Oz Perkins: regista divisivo.
Anche in redazione! A Stanlio non è piaciuto Longlegs, ma a me ad esempio sì: mi è sembrato mettesse su un’atmosfera abbastanza interessante da perdonargli i difetti.
Ma pure io stesso sono divisivo su Oz Perkins: non mi era piaciuto Gretel & Hansel. E a Cicciolina invece sì! Stesso motivo: mi era sembrato in quel caso che l’estetica esasperata si fosse mangiata il film.
È proprio una questione di mischiare gli ingredienti. E io non ci azzecco proprio mai.
Per cui sapete che mi son detto?
Che questo me lo recensisco da solo così non mi sbaglio.
E sapete cos’altro ho fatto per non sbagliarmi?
Ho fatto che mi è piaciuto metà sì e metà no.
Oz Perkins: regista divisivo.
SIGLA!
Fuori da ogni dubbio, Longlegs è stato uno dei casi commerciali dell’anno: costato meno di 10 milioni, ne ha incassati 126.
Una roba senza senso se pensate che: è un prodotto indipendente; è un prodotto originale; è un prodotto che non appartiene a nessun filone particolarmente trendy se non un generico “thriller/horror”; l’unica star del cast (Nicolas Cage, che non faceva quelle cifre da 10 anni) non viene mostrata nel trailer. Era stata davvero l’insolita campagna marketing a funzionare, e di nuovo, questa cosa mi ha evidentemente mandato fuori squadra, perché io l’avevo trovata eccessivamente criptica.
The Monkey è stato pubblicizzato come l’incontro fra “la mente visionaria di Longlegs” (non me lo ricordo se lo definivano visionario nel trailer, ma il tono era quello), quella di James Wan che produce (c’è sempre il suo zampino nei film di pupazzi assassini, che facciano parte del ConjuriVerse o no) e Stephen King.
Dà per scontato che sia ovvio che, dopo il trionfo di Longlegs, Perkins abbia unito le forze con un altro nome importante dell’horror e si sia cimentato con un racconto di King: avrebbe senso. Il punto, però, è che il progetto The Monkey è casualmente finito tra le braccia di Oz Perkins quando Longlegs non era ancora uscito, godendo di precisamente zero vantaggi del suo successo in fase di realizzazione.

Quando fa così è un pacco
Il racconto La simmia di Stephen King è una cosetta breve apparsa nella raccolta Scheletri.

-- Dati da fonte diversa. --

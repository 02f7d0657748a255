//! Analysis modules.
//!
//! Aggregates scanned papers into the dataset and computes its summary.

pub mod aggregator;

pub use aggregator::*;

Buffo che venga ripescato proprio ora, in un momento storico in cui le simmie vanno talmente di moda che ai Premi Sylvester abbiamo dovuto introdurre il premio Miglior Simmia.

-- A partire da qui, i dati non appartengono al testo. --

//! Configuration file handling.
//!
//! This module handles loading and merging configuration from
//! `.review-extract.toml` files.

use anyhow::{Context, Result};
use serde::{Deserialize, Serialize};
use std::path::{Path, PathBuf};

/// Name of the configuration file looked up in the current directory.
pub const CONFIG_FILE: &str = ".review-extract.toml";

/// Root configuration structure.
#[derive(Debug, Clone, Default, Serialize, Deserialize)]
pub struct Config {
    /// General settings.
    #[serde(default)]
    pub general: GeneralConfig,

    /// Input and output locations.
    #[serde(default)]
    pub paths: PathsConfig,

    /// Scanner settings.
    #[serde(default)]
    pub scanner: ScannerConfig,

    /// Static server settings.
    #[serde(default)]
    pub server: ServerConfig,
}

/// General application settings.
#[derive(Debug, Clone, Default, Serialize, Deserialize)]
pub struct GeneralConfig {
    /// Enable verbose logging by default.
    #[serde(default)]
    pub verbose: bool,
}

/// Input root and output directory.
#[derive(Debug, Clone, Serialize, Deserialize)]
pub struct PathsConfig {
    /// Directory holding one subdirectory per paper.
    #[serde(default = "default_root")]
    pub root: PathBuf,

    /// Directory that receives papers.json and stats.json.
    #[serde(default = "default_output")]
    pub output: PathBuf,
}

impl Default for PathsConfig {
    fn default() -> Self {
        Self {
            root: default_root(),
            output: default_output(),
        }
    }
}

fn default_root() -> PathBuf {
    PathBuf::from("../data_iclr_all_topics/iclr_compiled_v2")
}

fn default_output() -> PathBuf {
    PathBuf::from("data")
}

/// Paper scanner settings.
#[derive(Debug, Clone, Serialize, Deserialize)]
pub struct ScannerConfig {
    /// Glob for human review file names.
    #[serde(default = "default_review_pattern")]
    pub review_pattern: String,

    /// Show a progress bar while scanning.
    #[serde(default = "default_true")]
    pub show_progress: bool,
}

impl Default for ScannerConfig {
    fn default() -> Self {
        Self {
            review_pattern: default_review_pattern(),
            show_progress: true,
        }
    }
}

fn default_review_pattern() -> String {
    "*.txt".to_string()
}

fn default_true() -> bool {
    true
}

/// Static file server settings.
#[derive(Debug, Clone, Serialize, Deserialize)]
pub struct ServerConfig {
    /// Address to bind.
    #[serde(default = "default_host")]
    pub host: String,

    /// Port to listen on.
    #[serde(default = "default_port")]
    pub port: u16,

    /// Directory to serve. Falls back to `paths.output` when unset.
    #[serde(default, skip_serializing_if = "Option::is_none")]
    pub dir: Option<PathBuf>,

    /// Open the served URL in a browser on startup.
    #[serde(default)]
    pub open_browser: bool,
}

impl Default for ServerConfig {
    fn default() -> Self {
        Self {
            host: default_host(),
            port: default_port(),
            dir: None,
            open_browser: false,
        }
    }
}

fn default_host() -> String {
    "127.0.0.1".to_string()
}

fn default_port() -> u16 {
    8000
}

impl Config {
    /// Load configuration from a file path.
    pub fn load(path: &Path) -> Result<Self> {
        let content = std::fs::read_to_string(path)
            .with_context(|| format!("Failed to read config file: {}", path.display()))?;

        let config: Config = toml::from_str(&content)
            .with_context(|| format!("Failed to parse config file: {}", path.display()))?;

        Ok(config)
    }

    /// Try to load configuration from the default location.
    ///
    /// Returns `Ok(None)` if the file doesn't exist, `Err` if it exists but can't be parsed.
    pub fn load_default() -> Result<Option<Self>> {
        let default_path = Path::new(CONFIG_FILE);

        if default_path.exists() {
            Ok(Some(Self::load(default_path)?))
        } else {
            Ok(None)
        }
    }

    /// Merge this configuration with CLI arguments.
    ///
    /// CLI arguments take precedence over config file settings, but only
    /// when they were actually given.
    pub fn merge_with_args(&mut self, args: &crate::cli::Args) {
        use crate::cli::Command;

        if args.verbose {
            self.general.verbose = true;
        }

        match args.command() {
            Command::Extract(extract) => {
                if let Some(ref root) = extract.root {
                    self.paths.root = root.clone();
                }
                if let Some(ref output) = extract.output {
                    self.paths.output = output.clone();
                }
                if let Some(ref pattern) = extract.pattern {
                    self.scanner.review_pattern = pattern.clone();
                }
                if args.quiet || extract.no_progress {
                    self.scanner.show_progress = false;
                }
            }
            Command::Serve(serve) => {
                if let Some(ref host) = serve.host {
                    self.server.host = host.clone();
                }
                if let Some(port) = serve.port {
                    self.server.port = port;
                }
                if let Some(ref dir) = serve.dir {
                    self.server.dir = Some(dir.clone());
                }
                if serve.open {
                    self.server.open_browser = true;
                }
            }
        }
    }

    /// The directory the static server exposes.
    pub fn serve_dir(&self) -> PathBuf {
        self.server
            .dir
            .clone()
            .unwrap_or_else(|| self.paths.output.clone())
    }

    /// Generate a default configuration file content.
    pub fn default_toml() -> String {
        let config = Config::default();
        toml::to_string_pretty(&config).unwrap_or_else(|_| String::new())
    }
}
//! Output writers for the extracted dataset.

pub mod generator;

pub use generator::*;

Oz Perkins, in scrittura, è comunque costretto a espanderne il contesto, e la sua mano è abbastanza pesante.
Oz ci racconta di due gemelli che trovano una simmia giocattolo appartenuta al padre. Dopo questo ritrovamento, i due vengono colpiti da sfiga apocalittica e si convincono che la simmia ne sia responsabile: azionarne il meccanismo provoca morte. La cosa finisce per accentuare le differenze di carattere fra i due gemelli, che distruggono il giocattolo ma finiscono anche per condurre vite separate fino a quando, decenni dopo, la simmia rispunta misteriosamente fuori.

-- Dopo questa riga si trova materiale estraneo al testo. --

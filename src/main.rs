//! review-extract - paper review dataset extractor
//!
//! A CLI tool that collects human and machine-generated reviews from a
//! directory of per-paper folders into `papers.json` and `stats.json`,
//! and serves the result over HTTP for a static viewer.
//!
//! Exit codes:
//!   0 - Success
//!   1 - Fatal error (input root missing/unreadable, output not writable,
//!       invalid arguments or config, server bind failure)

mod analysis;
mod cli;
mod config;
mod error;
mod models;
mod report;
mod scanner;
mod server;

use anyhow::{Context, Result};
use chrono::Utc;
use cli::{Args, Command, ExtractArgs};
use config::{Config, CONFIG_FILE};
use models::DatasetStats;
use std::time::Instant;
use tracing::{debug, error, info, warn};
use tracing_subscriber::{EnvFilter, FmtSubscriber};

#[tokio::main]
async fn main() -> Result<()> {
    // Parse command-line arguments
    let args = Args::parse_args();

    // Validate arguments
    if let Err(e) = args.validate() {
        eprintln!("Error: {}", e);
        std::process::exit(1);
    }

    // Handle --init-config early (no logging needed)
    if args.init_config {
        return handle_init_config();
    }

    let config = match load_config(&args) {
        Ok(mut config) => {
            config.merge_with_args(&args);
            config
        }
        Err(e) => {
            eprintln!("\n❌ Error: {:#}", e);
            std::process::exit(1);
        }
    };

    init_logging(&args, &config);

    info!("review-extract v{}", env!("CARGO_PKG_VERSION"));
    debug!("Arguments: {:?}", args);

    let result = match args.command() {
        Command::Extract(extract) => run_extract(&config, &extract),
        Command::Serve(_) => server::run_server(&server::ServeOptions::from(&config)).await,
    };

    if let Err(e) = result {
        error!("Run failed: {:#}", e);
        eprintln!("\n❌ Error: {:#}", e);
        std::process::exit(1);
    }

    Ok(())
}

/// Handle --init-config: generate a default .review-extract.toml.
fn handle_init_config() -> Result<()> {
    let path = std::path::Path::new(CONFIG_FILE);

    if path.exists() {
        eprintln!(
            "⚠️  {} already exists. Remove it first or edit it manually.",
            CONFIG_FILE
        );
        std::process::exit(1);
    }

    let content = Config::default_toml();
    std::fs::write(path, &content).with_context(|| format!("Failed to write {}", CONFIG_FILE))?;

    println!("✅ Created {} with default settings.", CONFIG_FILE);
    println!("   Edit it to customize input root, output directory, and server port.");
    Ok(())
}

/// Initialize logging based on verbosity settings.
///
/// A non-empty `RUST_LOG` takes precedence over `-v`/`-q` and the config.
fn init_logging(args: &Args, config: &Config) {
    let level = if !args.quiet && config.general.verbose {
        tracing::Level::DEBUG
    } else {
        args.log_level()
    };
    let directives = std::env::var(EnvFilter::DEFAULT_ENV).ok();

    let subscriber = FmtSubscriber::builder()
        .with_env_filter(log_filter(level, directives.as_deref()))
        .with_target(false)
        .with_thread_ids(false)
        .with_file(false)
        .with_line_number(false)
        .compact()
        .finish();

    if let Err(e) = tracing::subscriber::set_global_default(subscriber) {
        eprintln!("Failed to set tracing subscriber: {}", e);
    }
}

/// Build the log filter from `RUST_LOG`-style directives, falling back to
/// `level` when they are absent, blank, or invalid.
fn log_filter(level: tracing::Level, directives: Option<&str>) -> EnvFilter {
    directives
        .filter(|d| !d.trim().is_empty())
        .and_then(|d| match EnvFilter::try_new(d) {
            Ok(filter) => Some(filter),
            Err(e) => {
                eprintln!("⚠️  Ignoring invalid RUST_LOG ({}): {}", d, e);
                None
            }
        })
        .unwrap_or_else(|| EnvFilter::new(level.to_string().to_lowercase()))
}

/// Run the extraction: scan, filter, and write the two output files.
fn run_extract(config: &Config, args: &ExtractArgs) -> Result<()> {
    let start_time = Instant::now();
    let scan_config = scanner::ScanConfig::from(&config.scanner);

    println!("📂 Scanning papers in: {}", config.paths.root.display());

    let result = analysis::aggregate(&config.paths.root, &scan_config)
        .context("Failed to aggregate reviews")?;

    let stats = DatasetStats::from_papers(&result.papers, Utc::now());

    for skipped in &result.skipped {
        debug!(
            "Skipped {} review for {} ({}): {}",
            skipped.source,
            skipped.paper_id,
            skipped.path.display(),
            skipped.reason
        );
    }

    if result.unreadable_count() > 0 {
        warn!(
            "{} review files could not be read and were skipped",
            result.unreadable_count()
        );
    }

    if args.dry_run {
        println!("\n🔍 Dry run: no files written.");
    } else {
        println!("\n📝 Writing dataset to: {}", config.paths.output.display());
        let files = report::write_outputs(&config.paths.output, &result.papers, &stats)
            .context("Failed to write output files")?;
        println!("   Created {}", files.papers.display());
        println!("   Created {}", files.stats.display());
    }

    println!("\n📊 Extraction Summary:");
    println!("   Candidate papers: {}", result.scanned);
    println!("   Excluded (need a human review + 2 others): {}", result.excluded.len());
    println!(
        "   Skipped files: {} unreadable, {} empty",
        result.unreadable_count(),
        result.empty_count()
    );
    for line in analysis::generate_summary_text(&stats).lines() {
        println!("   {}", line);
    }
    println!("   Duration: {:.1}s", start_time.elapsed().as_secs_f64());

    println!(
        "\n✅ Extracted {} papers for static evaluation",
        stats.total_papers
    );

    Ok(())
}

/// Load configuration from file or use defaults.
fn load_config(args: &Args) -> Result<Config> {
    // Try explicit config path
    if let Some(ref config_path) = args.config {
        return Config::load(config_path);
    }

    // Try default location
    match Config::load_default() {
        Ok(Some(config)) => Ok(config),
        Ok(None) => Ok(Config::default()),
        Err(e) => {
            eprintln!("⚠️  Failed to load {}: {:#}. Using defaults.", CONFIG_FILE, e);
            Ok(Config::default())
        }
    }
}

Per Oz, questa è l’occasione per girare sostanzialmente la sua versione distorta di Final Destination in salsa black comedy.
Ecco, io non so voi, ma basandomi sulla sua precedente filmografia io non avevo la minima idea che Oz Perkins avesse il senso dell’umorismo. Sinceramente avevo zero indizi.
Eppure Oz continua a spiazzarmi: ce l’ha.
Ce l’ha e funziona.
Certo, nel suo incipit fulminante è aiutatissimo da Adam Scott che questi contesti sono il suo pane quotidiano, ma anche nel resto del film le parti macabro-comiche funzionano sia a livello di coreografia che di montaggio. Nei suoi momenti migliori, The Monkey è una tragicommedia macabra che più che anticipare rovina davvero la piazza all’imminente reboot di Final Destination, che difficilmente avrà questo strano mix di creatività, cattiveria e pure profondità.
Scene di morte (bellissime) a parte, è proprio la mitologia – che viene in buona parte da King – a spiazzare. La simmia, il giocattolo, è uno strumento il cui potere rimane sostanzialmente misterioso. Sai che quando la carichi colpirà, ma non sai quando colpirà, e non sai chi colpirà. Si può protestare che il protagonista associ troppo in fretta le tragedie che gli capitano al meccanismo del giocattolo, una parte effettivamente difficile da risolvere senza impantanarsi troppo sulle premesse, viste le coincidenze vaghe per design. Ma è il suo bello: la simmia è un avatar di morte che di suo fa poco. Non è La bambola assassina. Non diventa mai personaggio che distoglie l’attenzione dal tema: è sostanzialmente un simbolo, uno scherzo crudele, lo strumento con cui i personaggi sono costretti a fare pace con il concetto stesso di morte per sfiga apocalittica.

si ride!
Qui è dove il film però si impantana cercando di approfondire non solo il tema filosofico del film ma anche il rapporto fra i protagonisti: quello tra i gemelli distaccati, e quello tra il gemello “buono” e il figlio adolescente. È dove il film si incarta mettendo troppa carne al fuoco, e perde il ritmo.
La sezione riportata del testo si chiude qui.